The Government has shown that the improperly calculated Guidelines did not influence the district court. In explaining the imposed sentence, the district court did not refer to the improperly calculated Guidelines range. Instead, the district court focused on (i) the nature and circumstances of the offense, (ii) the § 3553(a) factors, and (iii) the Guidelines sentence of 120 months, pursuant to the statutory maximum, for Counts III and IV. In this regard, United States v. Moore11 is apposite. There, the defendant alleged that the district court committed a procedural error during sentencing by improperly calculating the defendant's criminal history category, which resulted in a Guidelines range of 292 to 365 months, instead of what he contended to be the proper range of 262 to 327 months.12 Rather than sentence the defendant within the Guidelines range, the district court, as here, imposed the statutory maximum sentence for each charge pursuant to U.S.S.G. § 5G1.1(a)[.]13 Accordingly, we held that the defendant's argument failed because the district court did not rely on [his] criminal history category to impose a sentence.14 And even if the district court had procedurally erred, such an error was harmless because [his] sentence is below the Guideline's range for either criminal history category.15 Applying this principle in accordance with the mandates of Ibarra–Luna, we conclude on the record here, where the district court imposed a concurrent and correct statutory maximum sentence for Counts III and IV pursuant to § 5G1.1(a) and the § 3553(a) factors, that the sentence imposed was independent of any incorrect Guidelines calculation on Counts I and II.

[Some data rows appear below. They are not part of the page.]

//! Error types for the weft runtime

use core::fmt;

/// Result type for runtime operations
pub type SchedResult<T> = Result<T, SchedError>;

/// Errors surfaced by the scheduler and reactor.
///
/// These cover resource exhaustion and lifecycle failures. Misuse
/// (double-arming an event, yielding the root fiber, stopping from the
/// wrong thread) is a programming error and panics instead.
#[derive(Debug, Clone, PartialEq, Eq)]
pub enum SchedError {
    /// Scheduler already started
    AlreadyStarted,

    /// Scheduler was never started
    NotStarted,

    /// Failed to spawn a worker thread
    SpawnFailed,

    /// epoll_create / epoll_ctl failed (errno)
    Epoll(i32),

    /// pipe creation or fcntl on the wake pipe failed (errno)
    WakePipe(i32),

    /// Stack or mapping failure
    Memory(MemoryError),
}

impl fmt::Display for SchedError {
    fn fmt(&self, f: &mut fmt::Formatter<'_>) -> fmt::Result {
        match self {
            SchedError::AlreadyStarted => write!(f, "scheduler already started"),
            SchedError::NotStarted => write!(f, "scheduler not started"),
            SchedError::SpawnFailed => write!(f, "failed to spawn worker thread"),
            SchedError::Epoll(e) => write!(f, "epoll error: errno {}", e),
            SchedError::WakePipe(e) => write!(f, "wake pipe error: errno {}", e),
            SchedError::Memory(e) => write!(f, "memory error: {}", e),
        }
    }
}

impl std::error::Error for SchedError {}

/// Stack-mapping errors
#[derive(Debug, Clone, PartialEq, Eq)]
pub enum MemoryError {
    /// mmap failed
    AllocationFailed,

    /// mprotect of the guard page failed
    ProtectionFailed,

    /// Requested stack smaller than one usable page
    StackTooSmall,
}

impl fmt::Display for MemoryError {
    fn fmt(&self, f: &mut fmt::Formatter<'_>) -> fmt::Result {
        match self {
            MemoryError::AllocationFailed => write!(f, "stack allocation failed"),
            MemoryError::ProtectionFailed => write!(f, "guard page protection failed"),
            MemoryError::StackTooSmall => write!(f, "stack size too small"),
        }
    }
}

impl From<MemoryError> for SchedError {
    fn from(e: MemoryError) -> Self {
        SchedError::Memory(e)
    }
}

#[cfg(test)]
mod tests {
    use super::*;

    #[test]
    fn test_display() {
        assert_eq!(
            format!("{}", SchedError::Memory(MemoryError::AllocationFailed)),
            "memory error: stack allocation failed"
        );
        assert_eq!(format!("{}", SchedError::Epoll(22)), "epoll error: errno 22");
    }

    #[test]
    fn test_from_memory() {
        let e: SchedError = MemoryError::StackTooSmall.into();
        assert!(matches!(e, SchedError::Memory(MemoryError::StackTooSmall)));
    }
}
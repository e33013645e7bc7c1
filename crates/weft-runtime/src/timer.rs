//! Deadline timers
//!
//! An ordered set of absolute monotonic deadlines with O(log n) insert.
//! The reactor reads the gap to the earliest deadline for its epoll
//! timeout and drains expired callbacks after each wake. Inserting a new
//! earliest timer fires a notify hook (the reactor's tickle) so an
//! already-blocking wait re-reads its timeout; a tickled flag suppresses
//! repeat notifications until the next `next_timer_delay` read.

use std::collections::BTreeSet;
use std::sync::atomic::{AtomicBool, AtomicU64, Ordering};
use std::sync::{Arc, Mutex, RwLock, Weak};

/// Shared timer callback. Recurring timers invoke it once per period.
pub type TimerCallback = Arc<dyn Fn() + Send + Sync>;

/// Clock regression beyond this is treated as a reset and expires
/// everything, so timers cannot get stuck forever.
const ROLLOVER_THRESHOLD_MS: u64 = 60 * 60 * 1000;

static NEXT_TIMER_ID: AtomicU64 = AtomicU64::new(0);

/// Milliseconds since an arbitrary epoch, unaffected by wall-clock steps.
pub fn elapsed_ms() -> u64 {
    let mut ts = libc::timespec {
        tv_sec: 0,
        tv_nsec: 0,
    };
    unsafe {
        libc::clock_gettime(libc::CLOCK_MONOTONIC, &mut ts);
    }
    (ts.tv_sec as u64) * 1000 + (ts.tv_nsec as u64) / 1_000_000
}

struct TimerInner {
    id: u64,
    recurring: bool,
    /// Only mutated while the timer is out of the set, under the manager
    /// write lock.
    deadline_ms: AtomicU64,
    period_ms: AtomicU64,
    /// None once fired (non-recurring) or cancelled.
    cb: Mutex<Option<TimerCallback>>,
}

/// Set entry ordered by (deadline, id); identity breaks ties so equal
/// deadlines coexist.
struct Entry(Arc<TimerInner>);

impl Entry {
    fn key(&self) -> (u64, u64) {
        (self.0.deadline_ms.load(Ordering::Relaxed), self.0.id)
    }
}

impl PartialEq for Entry {
    fn eq(&self, other: &Self) -> bool {
        self.key() == other.key()
    }
}
impl Eq for Entry {}
impl PartialOrd for Entry {
    fn partial_cmp(&self, other: &Self) -> Option<std::cmp::Ordering> {
        Some(self.cmp(other))
    }
}
impl Ord for Entry {
    fn cmp(&self, other: &Self) -> std::cmp::Ordering {
        self.key().cmp(&other.key())
    }
}

/// Handle to a pending timer.
pub struct Timer {
    inner: Arc<TimerInner>,
    mgr: Arc<TimerManager>,
}

impl Timer {
    /// Remove the timer without firing it. Returns false if it already
    /// fired or was cancelled.
    pub fn cancel(&self) -> bool {
        let mut set = self.mgr.timers.write().unwrap();
        let had_cb = self.inner.cb.lock().unwrap().take().is_some();
        if had_cb {
            set.remove(&Entry(self.inner.clone()));
        }
        had_cb
    }

    /// Push the deadline to now + period, keeping the callback.
    pub fn refresh(&self) -> bool {
        let mut set = self.mgr.timers.write().unwrap();
        if self.inner.cb.lock().unwrap().is_none() {
            return false;
        }
        if !set.remove(&Entry(self.inner.clone())) {
            return false;
        }
        self.inner.deadline_ms.store(
            elapsed_ms() + self.inner.period_ms.load(Ordering::Relaxed),
            Ordering::Relaxed,
        );
        set.insert(Entry(self.inner.clone()));
        true
    }

    /// Change the period. With `from_now` false the original phase is
    /// preserved so jitter does not accumulate.
    pub fn reset(&self, period_ms: u64, from_now: bool) -> bool {
        if period_ms == self.inner.period_ms.load(Ordering::Relaxed) && !from_now {
            return true;
        }
        let at_front;
        {
            let mut set = self.mgr.timers.write().unwrap();
            if self.inner.cb.lock().unwrap().is_none() {
                return false;
            }
            if !set.remove(&Entry(self.inner.clone())) {
                return false;
            }
            let start = if from_now {
                elapsed_ms()
            } else {
                self.inner
                    .deadline_ms
                    .load(Ordering::Relaxed)
                    .saturating_sub(self.inner.period_ms.load(Ordering::Relaxed))
            };
            self.inner.period_ms.store(period_ms, Ordering::Relaxed);
            self.inner
                .deadline_ms
                .store(start + period_ms, Ordering::Relaxed);
            at_front = self.mgr.insert_locked(&mut set, self.inner.clone());
        }
        if at_front {
            self.mgr.notify_front();
        }
        true
    }
}

/// Ordered set of pending timers.
pub struct TimerManager {
    timers: RwLock<BTreeSet<Entry>>,
    tickled: AtomicBool,
    previous_ms: AtomicU64,
    notify: RwLock<Option<Box<dyn Fn() + Send + Sync>>>,
}

impl TimerManager {
    pub fn new() -> Arc<TimerManager> {
        Arc::new(TimerManager {
            timers: RwLock::new(BTreeSet::new()),
            tickled: AtomicBool::new(false),
            previous_ms: AtomicU64::new(elapsed_ms()),
            notify: RwLock::new(None),
        })
    }

    /// Install the hook run when a new earliest timer is inserted.
    pub fn set_notify(&self, f: Box<dyn Fn() + Send + Sync>) {
        *self.notify.write().unwrap() = Some(f);
    }

    /// Schedule `cb` to fire `period_ms` from now; recurring timers
    /// re-arm themselves on expiry.
    pub fn add_timer(
        self: &Arc<Self>,
        period_ms: u64,
        cb: TimerCallback,
        recurring: bool,
    ) -> Timer {
        let inner = Arc::new(TimerInner {
            id: NEXT_TIMER_ID.fetch_add(1, Ordering::Relaxed),
            recurring,
            deadline_ms: AtomicU64::new(elapsed_ms() + period_ms),
            period_ms: AtomicU64::new(period_ms),
            cb: Mutex::new(Some(cb)),
        });
        let at_front = {
            let mut set = self.timers.write().unwrap();
            self.insert_locked(&mut set, inner.clone())
        };
        if at_front {
            self.notify_front();
        }
        Timer {
            inner,
            mgr: self.clone(),
        }
    }

    /// As `add_timer`, but the callback only runs if `cond` is still
    /// alive at expiry. Keeps deadlines from pinning their targets.
    pub fn add_condition_timer<T: Send + Sync + 'static>(
        self: &Arc<Self>,
        period_ms: u64,
        cb: TimerCallback,
        cond: Weak<T>,
    ) -> Timer {
        let wrapped: TimerCallback = Arc::new(move || {
            if cond.upgrade().is_some() {
                cb();
            }
        });
        self.add_timer(period_ms, wrapped, false)
    }

    /// Gap to the earliest deadline: `Some(0)` when already due, `None`
    /// when no timers are pending. Re-arms front notification.
    pub fn next_timer_delay(&self) -> Option<u64> {
        self.tickled.store(false, Ordering::Relaxed);
        let set = self.timers.read().unwrap();
        let first = set.first()?;
        let deadline = first.0.deadline_ms.load(Ordering::Relaxed);
        Some(deadline.saturating_sub(elapsed_ms()))
    }

    pub fn has_timer(&self) -> bool {
        !self.timers.read().unwrap().is_empty()
    }

    /// Collect the callbacks of every expired timer, removing them from
    /// the set and re-arming recurring ones. Detects monotonic clock
    /// regression (more than one hour backwards) and then expires
    /// everything.
    pub fn list_expired(&self, out: &mut Vec<TimerCallback>) {
        let now = elapsed_ms();
        let mut set = self.timers.write().unwrap();
        if set.is_empty() {
            return;
        }
        let prev = self.previous_ms.swap(now, Ordering::Relaxed);
        let rollover = now < prev && prev - now > ROLLOVER_THRESHOLD_MS;

        loop {
            let due = match set.first() {
                Some(e) => rollover || e.0.deadline_ms.load(Ordering::Relaxed) <= now,
                None => false,
            };
            if !due {
                break;
            }
            let entry = set.pop_first().unwrap();
            let inner = entry.0;
            let cb = {
                let mut guard = inner.cb.lock().unwrap();
                if inner.recurring {
                    guard.clone()
                } else {
                    guard.take()
                }
            };
            if let Some(cb) = cb {
                if inner.recurring {
                    inner
                        .deadline_ms
                        .store(now + inner.period_ms.load(Ordering::Relaxed), Ordering::Relaxed);
                    set.insert(Entry(inner));
                }
                out.push(cb);
            }
        }
    }

    /// Insert under an already-held write lock; returns whether the new
    /// timer became the earliest and notification is due.
    fn insert_locked(&self, set: &mut BTreeSet<Entry>, inner: Arc<TimerInner>) -> bool {
        set.insert(Entry(inner.clone()));
        let is_first = set
            .first()
            .map(|e| Arc::ptr_eq(&e.0, &inner))
            .unwrap_or(false);
        if is_first {
            !self.tickled.swap(true, Ordering::Relaxed)
        } else {
            false
        }
    }

    fn notify_front(&self) {
        if let Some(f) = self.notify.read().unwrap().as_ref() {
            f();
        }
    }
}

#[cfg(test)]
mod tests {
    use super::*;
    use std::sync::atomic::AtomicUsize;

    fn counter_cb(n: &Arc<AtomicUsize>) -> TimerCallback {
        let n = n.clone();
        Arc::new(move || {
            n.fetch_add(1, Ordering::SeqCst);
        })
    }

    #[test]
    fn test_due_timer_expires_once() {
        let mgr = TimerManager::new();
        let hits = Arc::new(AtomicUsize::new(0));
        mgr.add_timer(0, counter_cb(&hits), false);
        std::thread::sleep(std::time::Duration::from_millis(2));
        let mut cbs = Vec::new();
        mgr.list_expired(&mut cbs);
        assert_eq!(cbs.len(), 1);
        for cb in &cbs {
            cb();
        }
        assert_eq!(hits.load(Ordering::SeqCst), 1);
        assert!(!mgr.has_timer());
    }

    #[test]
    fn test_cancel_never_fires() {
        let mgr = TimerManager::new();
        let hits = Arc::new(AtomicUsize::new(0));
        let t = mgr.add_timer(0, counter_cb(&hits), false);
        assert!(t.cancel());
        assert!(!t.cancel());
        std::thread::sleep(std::time::Duration::from_millis(2));
        let mut cbs = Vec::new();
        mgr.list_expired(&mut cbs);
        assert!(cbs.is_empty());
    }

    #[test]
    fn test_recurring_rearms() {
        let mgr = TimerManager::new();
        let hits = Arc::new(AtomicUsize::new(0));
        let t = mgr.add_timer(1, counter_cb(&hits), true);
        std::thread::sleep(std::time::Duration::from_millis(3));
        let mut cbs = Vec::new();
        mgr.list_expired(&mut cbs);
        assert_eq!(cbs.len(), 1);
        assert!(mgr.has_timer(), "recurring timer re-armed");
        t.cancel();
        assert!(!mgr.has_timer());
    }

    #[test]
    fn test_equal_deadlines_coexist() {
        let mgr = TimerManager::new();
        let hits = Arc::new(AtomicUsize::new(0));
        mgr.add_timer(1000, counter_cb(&hits), false);
        mgr.add_timer(1000, counter_cb(&hits), false);
        assert_eq!(mgr.timers.read().unwrap().len(), 2);
    }

    #[test]
    fn test_next_delay_shapes() {
        let mgr = TimerManager::new();
        assert!(mgr.next_timer_delay().is_none());
        mgr.add_timer(5_000, Arc::new(|| {}), false);
        let d = mgr.next_timer_delay().unwrap();
        assert!(d > 4_000 && d <= 5_000);
    }

    #[test]
    fn test_condition_timer_skips_dead_cond() {
        let mgr = TimerManager::new();
        let hits = Arc::new(AtomicUsize::new(0));
        let cond = Arc::new(());
        mgr.add_condition_timer(0, counter_cb(&hits), Arc::downgrade(&cond));
        drop(cond);
        std::thread::sleep(std::time::Duration::from_millis(2));
        let mut cbs = Vec::new();
        mgr.list_expired(&mut cbs);
        for cb in &cbs {
            cb();
        }
        assert_eq!(hits.load(Ordering::SeqCst), 0, "dead condition suppressed the callback");
    }

    #[test]
    fn test_notify_fires_for_new_front() {
        let mgr = TimerManager::new();
        let notifies = Arc::new(AtomicUsize::new(0));
        let n = notifies.clone();
        mgr.set_notify(Box::new(move || {
            n.fetch_add(1, Ordering::SeqCst);
        }));
        mgr.add_timer(1000, Arc::new(|| {}), false);
        assert_eq!(notifies.load(Ordering::SeqCst), 1);
        // A later timer is not at the front: no notify
        mgr.add_timer(5000, Arc::new(|| {}), false);
        assert_eq!(notifies.load(Ordering::SeqCst), 1);
        // Earlier, but tickled flag suppresses until next delay read
        mgr.add_timer(10, Arc::new(|| {}), false);
        assert_eq!(notifies.load(Ordering::SeqCst), 1);
        let _ = mgr.next_timer_delay();
        mgr.add_timer(1, Arc::new(|| {}), false);
        assert_eq!(notifies.load(Ordering::SeqCst), 2);
    }
}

Accordingly, for these reasons, we hold that any error was harmless and we AFFIRM the district court's sentence.

FOOTNOTES

1.  712 F.3d 209, 213 (5th Cir.2013).

2.  Id. at 213–14.

3.  See, e.g., United States v. Lynn, 636 F.3d 1127, 1138–39 (9th Cir.2011) (no impermissible double counting with age enhancement where victims were toddlers and thus particularly young, small, and unable to resist); United States v. Wright, 373 F.3d 935, 942–43 (9th Cir.2004) (same).

4.  712 F.3d at 214 (internal quotation marks and citation omitted).

5.  See United States v. Lyckman, 235 F.3d 234, 238–39 (5th Cir .2000) (Sadistic conduct can include images of adults engaging in intercourse with children because such conduct is sufficiently painful, coercive, abusive, and degrading to qualify as sadistic or violent.).

6.  712 F.3d at 214 (internal quotation marks and citation omitted).

7.  United States v. Ibarra–Luna, 628 F.3d 712, 718–19 (5th Cir .2010).

8.  Id. at 719.

9.  United States v. Burney, 485 F. App'x 737, 739–40 (5th Cir.2012) (quoting Ibarra–Luna, 628 F.3d at 718).

10.  See U.S.S.G. § 5G1.1(a) (Where the statutorily authorized maximum sentence is less than the minimum of the applicable guideline range, the statutorily authorized sentence shall be the guideline sentence.).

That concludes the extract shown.